Penelitian menunjukkan bahwa individu dengan kemampuan untuk mengelola emosi mereka cenderung lebih efektif dalam membuat keputusan. Mereka bisa tetap tenang dan fokus pada analisis logis dibandingkan terpengaruh oleh perasaan yang meluap.

Baca juga: Kunto Aji Menyuarakan Tanggung Jawab Anggota DPR dan Harapan Masyarakat

Dampak Emosi Positif dan Negatif

Emosi positif seperti kebahagiaan atau rasa percaya diri bisa mendorong kreativitas serta memperluas cara berpikir. Hal ini memungkinkan individu untuk melihat lebih banyak kemungkinan dan membuat keputusan yang lebih inovatif.

Sebaliknya, emosi negatif, terutama selama periode stres, bisa berpengaruh besar terhadap keputusan. Dalam keadaan emosional yang tidak stabil, kualitas keputusan sering kali terganggu.

Oleh karena itu, mengenali emosi yang dialami dengan tepat sangat penting. Dengan cara ini, seseorang bisa mengambil langkah mundur dan menganalisis situasi secara lebih objektif.

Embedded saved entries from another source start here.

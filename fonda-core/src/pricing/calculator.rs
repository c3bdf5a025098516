//! Order totals calculation
//!
//! Formula: `total = max(0, subtotal - discount) + shipping`.
//! Discounts are validated, never silently clamped: a percentage outside
//! [0, 100] or a fixed amount above the subtotal is a validation error.

use rust_decimal::prelude::*;
use shared::models::order::{Discount, OrderItem, OrderItemInput, OrderTotals};
use shared::{DomainError, DomainResult};

use super::money::{require_finite, to_decimal, to_f64, validate_item};

/// Line subtotal = unit_price * quantity
pub fn item_subtotal(unit_price: f64, quantity: i32) -> Decimal {
    to_decimal(unit_price) * Decimal::from(quantity)
}

/// Compute the discount amount for a subtotal
pub fn discount_amount(subtotal: Decimal, discount: &Discount) -> DomainResult<Decimal> {
    match *discount {
        Discount::Percentage(p) => {
            require_finite(p, "discount percentage")?;
            if !(0.0..=100.0).contains(&p) {
                return Err(DomainError::validation(format!(
                    "discount percentage must be between 0 and 100, got {}",
                    p
                )));
            }
            Ok((subtotal * to_decimal(p) / Decimal::ONE_HUNDRED)
                .round_dp_with_strategy(2, RoundingStrategy::MidpointAwayFromZero))
        }
        Discount::FixedAmount(a) => {
            require_finite(a, "discount amount")?;
            let amount = to_decimal(a);
            if amount < Decimal::ZERO {
                return Err(DomainError::validation(format!(
                    "discount amount must be non-negative, got {}",
                    a
                )));
            }
            if amount > subtotal {
                return Err(DomainError::validation(format!(
                    "discount amount {} exceeds subtotal {}",
                    a, subtotal
                )));
            }
            Ok(amount)
        }
    }
}

/// Final total = max(0, subtotal - discount) + shipping
pub fn order_total(subtotal: Decimal, discount: Decimal, shipping: Decimal) -> Decimal {
    (subtotal - discount).max(Decimal::ZERO) + shipping
}

/// Price a full order: validates every line item, computes line totals,
/// the discount, and the final total
pub fn compute_totals(
    items: &[OrderItemInput],
    discount: Option<&Discount>,
    shipping: f64,
) -> DomainResult<(Vec<OrderItem>, OrderTotals)> {
    if items.is_empty() {
        return Err(DomainError::validation("order must contain at least one item"));
    }
    require_finite(shipping, "shipping")?;
    if shipping < 0.0 {
        return Err(DomainError::validation(format!(
            "shipping must be non-negative, got {}",
            shipping
        )));
    }

    let mut subtotal = Decimal::ZERO;
    let mut lines = Vec::with_capacity(items.len());
    for item in items {
        validate_item(item)?;
        let line_total = item_subtotal(item.unit_price, item.quantity);
        subtotal += line_total;
        lines.push(OrderItem {
            product_id: item.product_id.clone(),
            name: item.name.clone(),
            quantity: item.quantity,
            unit_price: item.unit_price,
            customizations: item.customizations.clone(),
            line_total: to_f64(line_total),
        });
    }

    let discount_dec = match discount {
        Some(d) => discount_amount(subtotal, d)?,
        None => Decimal::ZERO,
    };
    let shipping_dec = to_decimal(shipping);
    let total = order_total(subtotal, discount_dec, shipping_dec);

    Ok((
        lines,
        OrderTotals {
            subtotal: to_f64(subtotal),
            discount: to_f64(discount_dec),
            shipping: to_f64(shipping_dec),
            total: to_f64(total),
        },
    ))
}

/// Change due for a cash payment: tendered - total
pub fn change_due(total: f64, tendered: f64) -> DomainResult<f64> {
    require_finite(tendered, "tendered")?;
    let total_dec = to_decimal(total);
    let tendered_dec = to_decimal(tendered);
    if tendered_dec < total_dec {
        return Err(DomainError::validation(format!(
            "tendered {} is less than total {}",
            tendered, total
        )));
    }
    Ok(to_f64(tendered_dec - total_dec))
}

#[cfg(test)]
mod tests {
    use super::*;

    fn item(product_id: &str, unit_price: f64, quantity: i32) -> OrderItemInput {
        OrderItemInput {
            product_id: product_id.to_string(),
            name: format!("Product {}", product_id),
            quantity,
            unit_price,
            customizations: vec![],
        }
    }

    #[test]
    fn test_item_subtotal() {
        assert_eq!(to_f64(item_subtotal(10.99, 3)), 32.97);
    }

    #[test]
    fn test_percentage_discount() {
        let amount = discount_amount(to_decimal(200.0), &Discount::Percentage(10.0)).unwrap();
        assert_eq!(to_f64(amount), 20.0);
    }

    #[test]
    fn test_percentage_discount_out_of_range() {
        assert!(discount_amount(to_decimal(100.0), &Discount::Percentage(101.0)).is_err());
        assert!(discount_amount(to_decimal(100.0), &Discount::Percentage(-1.0)).is_err());
        // Boundaries are inclusive
        assert!(discount_amount(to_decimal(100.0), &Discount::Percentage(0.0)).is_ok());
        assert!(discount_amount(to_decimal(100.0), &Discount::Percentage(100.0)).is_ok());
    }

    #[test]
    fn test_fixed_discount_capped_at_subtotal() {
        assert!(discount_amount(to_decimal(100.0), &Discount::FixedAmount(100.01)).is_err());
        let amount = discount_amount(to_decimal(100.0), &Discount::FixedAmount(100.0)).unwrap();
        assert_eq!(to_f64(amount), 100.0);
    }

    #[test]
    fn test_fixed_discount_rejects_negative() {
        assert!(discount_amount(to_decimal(100.0), &Discount::FixedAmount(-5.0)).is_err());
    }

    #[test]
    fn test_total_never_negative_before_shipping() {
        let total = order_total(to_decimal(50.0), to_decimal(50.0), to_decimal(30.0));
        assert_eq!(to_f64(total), 30.0);
    }

    #[test]
    fn test_compute_totals_full_order() {
        // subtotal 200, 10% discount, shipping 30 → total 210
        let items = vec![item("p1", 50.0, 2), item("p2", 100.0, 1)];
        let (lines, totals) =
            compute_totals(&items, Some(&Discount::Percentage(10.0)), 30.0).unwrap();

        assert_eq!(lines.len(), 2);
        assert_eq!(lines[0].line_total, 100.0);
        assert_eq!(totals.subtotal, 200.0);
        assert_eq!(totals.discount, 20.0);
        assert_eq!(totals.shipping, 30.0);
        assert_eq!(totals.total, 210.0);
    }

    #[test]
    fn test_compute_totals_rejects_empty_order() {
        assert!(compute_totals(&[], None, 0.0).is_err());
    }

    #[test]
    fn test_compute_totals_rejects_bad_quantity() {
        let items = vec![item("p1", 10.0, 0)];
        assert!(compute_totals(&items, None, 0.0).is_err());
    }

    #[test]
    fn test_compute_totals_rejects_negative_shipping() {
        let items = vec![item("p1", 10.0, 1)];
        assert!(compute_totals(&items, None, -5.0).is_err());
    }

    #[test]
    fn test_tricky_percentage_rounding() {
        // 33.33% of 100.00 = 33.33 exactly under half-up rounding
        let amount = discount_amount(to_decimal(100.0), &Discount::Percentage(33.33)).unwrap();
        assert_eq!(to_f64(amount), 33.33);
    }

    #[test]
    fn test_change_due() {
        assert_eq!(change_due(210.0, 250.0).unwrap(), 40.0);
        assert_eq!(change_due(210.0, 210.0).unwrap(), 0.0);
        assert!(change_due(210.0, 200.0).is_err());
    }
}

Cara Mengelola Emosi dalam Pengambilan Keputusan

Salah satu metode mengelola emosi adalah melakukan refleksi sebelum mengambil keputusan. Meluangkan waktu sejenak untuk merenungkan perasaan dapat membantu memahami bagaimana emosi tersebut mempengaruhi pilihan.

Teknik mindfulness juga terbukti berguna. Dengan mindfulness, seseorang dapat belajar mengamati perasaan tanpa terlarut, sehingga memungkinkan pengambilan keputusan yang lebih rasional.

Selain itu, sangat disarankan untuk meminta pendapat dari orang terdekat saat merasa ragu. Memperoleh perspektif berbeda sering membantu meredakan emosi berlebihan dan memberikan panduan untuk membuat keputusan yang lebih baik.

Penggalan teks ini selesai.